| Task statement |
From the records below, pull each line that has "super".

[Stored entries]
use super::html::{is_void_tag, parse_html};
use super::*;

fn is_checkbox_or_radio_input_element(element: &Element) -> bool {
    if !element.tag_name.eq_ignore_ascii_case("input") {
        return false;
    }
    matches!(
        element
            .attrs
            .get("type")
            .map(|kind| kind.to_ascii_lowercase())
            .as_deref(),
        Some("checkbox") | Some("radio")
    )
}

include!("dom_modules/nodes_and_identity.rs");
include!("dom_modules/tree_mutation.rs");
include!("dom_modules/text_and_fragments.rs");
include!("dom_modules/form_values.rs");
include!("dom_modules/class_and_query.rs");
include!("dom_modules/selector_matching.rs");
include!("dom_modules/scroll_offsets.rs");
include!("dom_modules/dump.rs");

==

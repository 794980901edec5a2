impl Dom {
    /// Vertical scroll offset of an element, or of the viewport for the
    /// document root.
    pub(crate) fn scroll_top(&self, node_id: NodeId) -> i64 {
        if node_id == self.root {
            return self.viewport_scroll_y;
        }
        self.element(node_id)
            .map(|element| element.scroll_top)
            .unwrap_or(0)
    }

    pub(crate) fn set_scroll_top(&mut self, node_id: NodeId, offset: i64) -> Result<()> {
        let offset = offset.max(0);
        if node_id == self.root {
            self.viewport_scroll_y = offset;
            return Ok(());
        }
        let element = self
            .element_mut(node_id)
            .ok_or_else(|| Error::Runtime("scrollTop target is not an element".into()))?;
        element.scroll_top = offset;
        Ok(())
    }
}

| Result of the task |
use super::html::{is_void_tag, parse_html};
use super::*;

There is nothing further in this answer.